By default, the Mule Anypoint Platform comes with its own identify provider (IdP). This IdP is intended to help customers to jump-start their projects or create PoCs. It is not provided for production deployments, especially with a large number of client applications. For that purpose, Mule supports integration with external IdPs, such as Okta, OpenAM, etc. 

Mule and External IdP Integration Solution

To access secured APIs, users or machines need to be registered with the external IdP either through Mule or at the IdP first, then request permissions for API accesses. OOB, Mule enables authorization and access control through RBAC. Authorizations to the APIs have enforced through Mule provided default policy - Client ID Enforcement Policy. For now, Mule can only be configured with a single external IdP since it’s configured at the organization level.

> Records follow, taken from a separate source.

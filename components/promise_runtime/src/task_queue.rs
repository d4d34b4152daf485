//! Task, microtask and timer queue management.
//!
//! Tasks are executed one at a time, with all microtasks draining after each
//! task. Timers hold tasks until their deadline on the event loop's clock.

use core_types::JsError;
use std::collections::{BTreeMap, HashMap, VecDeque};
use std::fmt;
use std::time::Duration;

/// A task to be executed by the event loop.
///
/// Tasks represent macro-turn work: timer callbacks, host events, and the
/// rejection-handled notifications of the rejection tracker. The same job
/// type carries end-of-turn rejection checks.
pub struct Task {
    callback: Box<dyn FnOnce() -> Result<(), JsError>>,
}

impl Task {
    /// Creates a new Task from a closure.
    ///
    /// # Arguments
    ///
    /// * `f` - The function to execute when the task runs
    pub fn new<F>(f: F) -> Self
    where
        F: FnOnce() -> Result<(), JsError> + 'static,
    {
        Self {
            callback: Box::new(f),
        }
    }

    /// Executes the task.
    pub fn run(self) -> Result<(), JsError> {
        (self.callback)()
    }
}

impl fmt::Debug for Task {
    fn fmt(&self, f: &mut fmt::Formatter<'_>) -> fmt::Result {
        write!(f, "Task {{ ... }}")
    }
}

/// A microtask to be executed by the event loop.
///
/// Microtasks are executed after each task. Promise reactions are
/// microtasks.
pub struct MicroTask {
    callback: Box<dyn FnOnce() -> Result<(), JsError>>,
}

impl MicroTask {
    /// Creates a new MicroTask from a closure.
    pub fn new<F>(f: F) -> Self
    where
        F: FnOnce() -> Result<(), JsError> + 'static,
    {
        Self {
            callback: Box::new(f),
        }
    }

    /// Executes the microtask.
    pub fn run(self) -> Result<(), JsError> {
        (self.callback)()
    }
}

impl fmt::Debug for MicroTask {
    fn fmt(&self, f: &mut fmt::Formatter<'_>) -> fmt::Result {
        write!(f, "MicroTask {{ ... }}")
    }
}

/// A queue for tasks.
///
/// Tasks are processed in FIFO order, one at a time.
#[derive(Debug, Default)]
pub struct TaskQueue {
    queue: VecDeque<Task>,
}

impl TaskQueue {
    /// Creates a new empty TaskQueue.
    pub fn new() -> Self {
        Self {
            queue: VecDeque::new(),
        }
    }

    /// Adds a task to the end of the queue.
    pub fn enqueue(&mut self, task: Task) {
        self.queue.push_back(task);
    }

    /// Removes and returns the next task from the queue.
    pub fn dequeue(&mut self) -> Option<Task> {
        self.queue.pop_front()
    }

    /// Returns true if the queue is empty.
    pub fn is_empty(&self) -> bool {
        self.queue.is_empty()
    }

    /// Returns the number of tasks in the queue.
    pub fn len(&self) -> usize {
        self.queue.len()
    }
}

/// A queue for microtasks.
///
/// Microtasks are drained completely after each task.
#[derive(Debug, Default)]
pub struct MicrotaskQueue {
    queue: VecDeque<MicroTask>,
}

impl MicrotaskQueue {
    /// Creates a new empty MicrotaskQueue.
    pub fn new() -> Self {
        Self {
            queue: VecDeque::new(),
        }
    }

    /// Adds a microtask to the end of the queue.
    pub fn enqueue(&mut self, microtask: MicroTask) {
        self.queue.push_back(microtask);
    }

    /// Removes and returns the next microtask from the queue.
    pub fn dequeue(&mut self) -> Option<MicroTask> {
        self.queue.pop_front()
    }

    /// Returns true if the queue is empty.
    pub fn is_empty(&self) -> bool {
        self.queue.is_empty()
    }

    /// Returns the number of microtasks in the queue.
    pub fn len(&self) -> usize {
        self.queue.len()
    }
}

/// Handle returned when scheduling a timer.
#[derive(Debug, Clone, Copy, PartialEq, Eq, Hash, PartialOrd, Ord)]
pub struct TimerId(u64);

/// Timers ordered by deadline, then by scheduling order.
#[derive(Debug, Default)]
pub struct TimerQueue {
    timers: BTreeMap<(Duration, TimerId), Task>,
    deadlines: HashMap<TimerId, Duration>,
    next_id: u64,
}

impl TimerQueue {
    /// Creates a new empty TimerQueue.
    pub fn new() -> Self {
        Self::default()
    }

    /// Schedules `task` to become runnable at `deadline`.
    pub fn schedule(&mut self, deadline: Duration, task: Task) -> TimerId {
        let id = TimerId(self.next_id);
        self.next_id += 1;
        self.timers.insert((deadline, id), task);
        self.deadlines.insert(id, deadline);
        id
    }

    /// Cancels a timer. Returns false if it already fired or was cancelled.
    pub fn cancel(&mut self, id: TimerId) -> bool {
        match self.deadlines.remove(&id) {
            Some(deadline) => self.timers.remove(&(deadline, id)).is_some(),
            None => false,
        }
    }

    /// The earliest pending deadline.
    pub fn next_deadline(&self) -> Option<Duration> {
        self.timers.keys().next().map(|(deadline, _)| *deadline)
    }

    /// Removes and returns the earliest timer if it is due at `now`.
    pub fn pop_due(&mut self, now: Duration) -> Option<Task> {
        let key = *self.timers.keys().next()?;
        if key.0 > now {
            return None;
        }
        self.deadlines.remove(&key.1);
        self.timers.remove(&key)
    }

    /// Returns true if no timer is pending.
    pub fn is_empty(&self) -> bool {
        self.timers.is_empty()
    }

    /// Returns the number of pending timers.
    pub fn len(&self) -> usize {
        self.timers.len()
    }
}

The main benefit of using an IDP configured through Mule is that many default policies are readily available to support OAuth2 token. However, there are scalability and configuration management issues. When the number of registered users/machines are more than a few hundred, managing the access rights to the APIs is overwhelming. It’s not uncommon for web applications to have users in hundreds of thousands. Also, Mule and the external IdP are tightly coupled since the client-ids need to be synced for the author and authN to work. 

Identify Federation

Mule Identify federation enables external users created dynamically and map external user groups to predefined roles in Mule. However, you cannot grant the user access to APIs through roles in Mule at runtime since no roles with such permission exist. (Even you can define such roles, it’s too much burden to manage mappings from LDAP groups to Mule roles with permissions to access a large number of Mule APIs.) 

ABAC addresses the concerns of automation of user registrations and API access control more elegantly by decoupling the two. Managing access rights of a large number of users/machines is the wrong approach since the users do not and should not care about API credentials after they have SSO through the federation. 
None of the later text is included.